* Directions for this task
Would you transcribe the line containing "Surfaces errors from" and every line after it, through the end of the records below, exactly and with nothing else?

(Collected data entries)
···

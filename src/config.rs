//! Configuration loading via `ortho-config`.
//!
//! Values merge defaults, `reality-proxy.toml`, and environment variables.
//! Command-line flags are applied on top by the binary.

use std::ffi::OsString;

use camino::Utf8PathBuf;
use ortho_config::OrthoConfig;
use serde::Deserialize;
use thiserror::Error;

use crate::outputs::DEFAULT_OUTPUTS_FILE;
use crate::provision::DeployRequest;
use crate::stack::{DEFAULT_INSTANCE_TYPE, DEFAULT_STACK_NAME};

const APP_NAME: &str = "reality-proxy";
const CONFIG_FILE: &str = "reality-proxy.toml";

/// Default destination of the fetched client configuration.
pub const DEFAULT_CONFIG_OUTPUT_FILE: &str = "reality-config.txt";

/// Settings for `deploy`, `synth`, and `destroy`.
///
/// The `CDK` prefix keeps the account and region variables compatible with
/// existing `CDK_DEPLOY_ACCOUNT` and `CDK_DEPLOY_REGION` exports.
#[derive(Clone, Debug, Deserialize, OrthoConfig, PartialEq, Eq)]
#[ortho_config(
    prefix = "CDK",
    discovery(
        app_name = "reality-proxy",
        env_var = "REALITY_PROXY_CONFIG_PATH",
        config_file_name = "reality-proxy.toml",
        dotfile_name = ".reality-proxy.toml",
        project_file_name = "reality-proxy.toml"
    )
)]
pub struct DeployConfig {
    /// Account the stack must belong to.
    pub deploy_account: Option<String>,
    /// Region to deploy into. This value is required.
    pub deploy_region: Option<String>,
    /// Stack name, also the key in the outputs file.
    #[ortho_config(default = DEFAULT_STACK_NAME.to_owned())]
    pub stack_name: String,
    /// Instance size. Defaults to `t2.micro`.
    #[ortho_config(default = DEFAULT_INSTANCE_TYPE.to_owned())]
    pub instance_type: String,
    /// Explicit boot image, skipping the public parameter lookup.
    pub image_id: Option<String>,
    /// Where deployment facts are persisted.
    #[ortho_config(default = DEFAULT_OUTPUTS_FILE.to_owned())]
    pub outputs_file: String,
}

/// Settings for `fetch-config`.
#[derive(Clone, Debug, Deserialize, OrthoConfig, PartialEq, Eq)]
#[ortho_config(
    prefix = "REALITY",
    discovery(
        app_name = "reality-proxy",
        env_var = "REALITY_PROXY_CONFIG_PATH",
        config_file_name = "reality-proxy.toml",
        dotfile_name = ".reality-proxy.toml",
        project_file_name = "reality-proxy.toml"
    )
)]
pub struct FetchConfig {
    /// Stack whose facts are read.
    #[ortho_config(default = DEFAULT_STACK_NAME.to_owned())]
    pub stack_name: String,
    /// Where deployment facts were persisted.
    #[ortho_config(default = DEFAULT_OUTPUTS_FILE.to_owned())]
    pub outputs_file: String,
    /// Destination of the client configuration.
    #[ortho_config(default = DEFAULT_CONFIG_OUTPUT_FILE.to_owned())]
    pub output_file: String,
    /// Wait for the boot installer to finish before fetching.
    #[ortho_config(default = false)]
    pub wait_for_setup: bool,
    /// Deadline in seconds for each remote command.
    #[ortho_config(default = 600)]
    pub timeout_secs: u64,
}

/// Metadata for a configuration field, used to generate actionable error messages.
struct FieldMetadata {
    description: &'static str,
    env_var: &'static str,
    toml_key: &'static str,
}

impl FieldMetadata {
    const fn new(
        description: &'static str,
        env_var: &'static str,
        toml_key: &'static str,
    ) -> Self {
        Self {
            description,
            env_var,
            toml_key,
        }
    }

    fn missing(&self) -> ConfigError {
        ConfigError::MissingField(format!(
            "missing {}: set {} or add {} to {CONFIG_FILE}",
            self.description, self.env_var, self.toml_key
        ))
    }
}

fn require_field(value: &str, metadata: &FieldMetadata) -> Result<(), ConfigError> {
    if value.trim().is_empty() {
        return Err(metadata.missing());
    }
    Ok(())
}

const STACK_NAME: FieldMetadata = FieldMetadata::new("stack name", "CDK_STACK_NAME", "stack_name");
const INSTANCE_TYPE: FieldMetadata =
    FieldMetadata::new("instance type", "CDK_INSTANCE_TYPE", "instance_type");
const OUTPUTS_FILE: FieldMetadata =
    FieldMetadata::new("outputs file", "CDK_OUTPUTS_FILE", "outputs_file");
const REGION: FieldMetadata =
    FieldMetadata::new("deployment region", "CDK_DEPLOY_REGION", "deploy_region");

impl DeployConfig {
    /// Loads configuration without attempting to parse CLI arguments.
    ///
    /// # Errors
    ///
    /// Returns [`ConfigError::Parse`] when the merge fails.
    pub fn load_without_cli_args() -> Result<Self, ConfigError> {
        Self::load_from_iter([OsString::from(APP_NAME)])
            .map_err(|err| ConfigError::Parse(err.to_string()))
    }

    /// Performs semantic validation on fields every command needs.
    ///
    /// # Errors
    ///
    /// Returns [`ConfigError::MissingField`] when a required field is empty.
    pub fn validate(&self) -> Result<(), ConfigError> {
        require_field(&self.stack_name, &STACK_NAME)?;
        require_field(&self.instance_type, &INSTANCE_TYPE)?;
        require_field(&self.outputs_file, &OUTPUTS_FILE)?;
        Ok(())
    }

    /// Returns the trimmed region.
    ///
    /// # Errors
    ///
    /// Returns [`ConfigError::MissingField`] when no region is configured.
    pub fn region(&self) -> Result<String, ConfigError> {
        self.deploy_region
            .as_deref()
            .map(str::trim)
            .filter(|region| !region.is_empty())
            .map(str::to_owned)
            .ok_or_else(|| REGION.missing())
    }

    /// Builds a [`DeployRequest`] from the merged configuration.
    ///
    /// # Errors
    ///
    /// Returns [`ConfigError::MissingField`] when validation fails or no
    /// region is configured.
    pub fn as_request(&self) -> Result<DeployRequest, ConfigError> {
        self.validate()?;
        Ok(DeployRequest {
            stack_name: self.stack_name.trim().to_owned(),
            account: self
                .deploy_account
                .as_deref()
                .map(str::trim)
                .filter(|account| !account.is_empty())
                .map(str::to_owned),
            region: self.region()?,
            instance_type: self.instance_type.trim().to_owned(),
        })
    }

    /// Location of the outputs file.
    #[must_use]
    pub fn outputs_path(&self) -> Utf8PathBuf {
        Utf8PathBuf::from(self.outputs_file.trim())
    }
}

impl FetchConfig {
    /// Loads configuration without attempting to parse CLI arguments.
    ///
    /// # Errors
    ///
    /// Returns [`ConfigError::Parse`] when the merge fails.
    pub fn load_without_cli_args() -> Result<Self, ConfigError> {
        Self::load_from_iter([OsString::from(APP_NAME)])
            .map_err(|err| ConfigError::Parse(err.to_string()))
    }

    /// Performs semantic validation on required fields.
    ///
    /// # Errors
    ///
    /// Returns [`ConfigError::MissingField`] when a required field is empty
    /// and [`ConfigError::InvalidTimeout`] when the timeout is zero.
    pub fn validate(&self) -> Result<(), ConfigError> {
        require_field(
            &self.stack_name,
            &FieldMetadata::new("stack name", "REALITY_STACK_NAME", "stack_name"),
        )?;
        require_field(
            &self.outputs_file,
            &FieldMetadata::new("outputs file", "REALITY_OUTPUTS_FILE", "outputs_file"),
        )?;
        require_field(
            &self.output_file,
            &FieldMetadata::new("output file", "REALITY_OUTPUT_FILE", "output_file"),
        )?;
        if self.timeout_secs == 0 {
            return Err(ConfigError::InvalidTimeout);
        }
        Ok(())
    }
}

/// Errors raised during configuration loading and validation.
#[derive(Debug, Error, Eq, PartialEq)]
pub enum ConfigError {
    /// Indicates a required configuration field is empty or missing.
    #[error("missing configuration field: {0}")]
    MissingField(String),
    /// Raised when the command timeout is zero.
    #[error("timeout_secs must be greater than zero")]
    InvalidTimeout,
    /// Surfaces errors from the `ortho-config` loader.
    #[error("configuration parsing failed: {0}")]
    Parse(String),
}

impl From<ortho_config::OrthoError> for ConfigError {
    fn from(value: ortho_config::OrthoError) -> Self {
        Self::Parse(value.to_string())
    }
}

···

* Expected output
    /// Surfaces errors from the `ortho-config` loader.
    #[error("configuration parsing failed: {0}")]
    Parse(String),
}

impl From<ortho_config::OrthoError> for ConfigError {
    fn from(value: ortho_config::OrthoError) -> Self {
        Self::Parse(value.to_string())
    }
}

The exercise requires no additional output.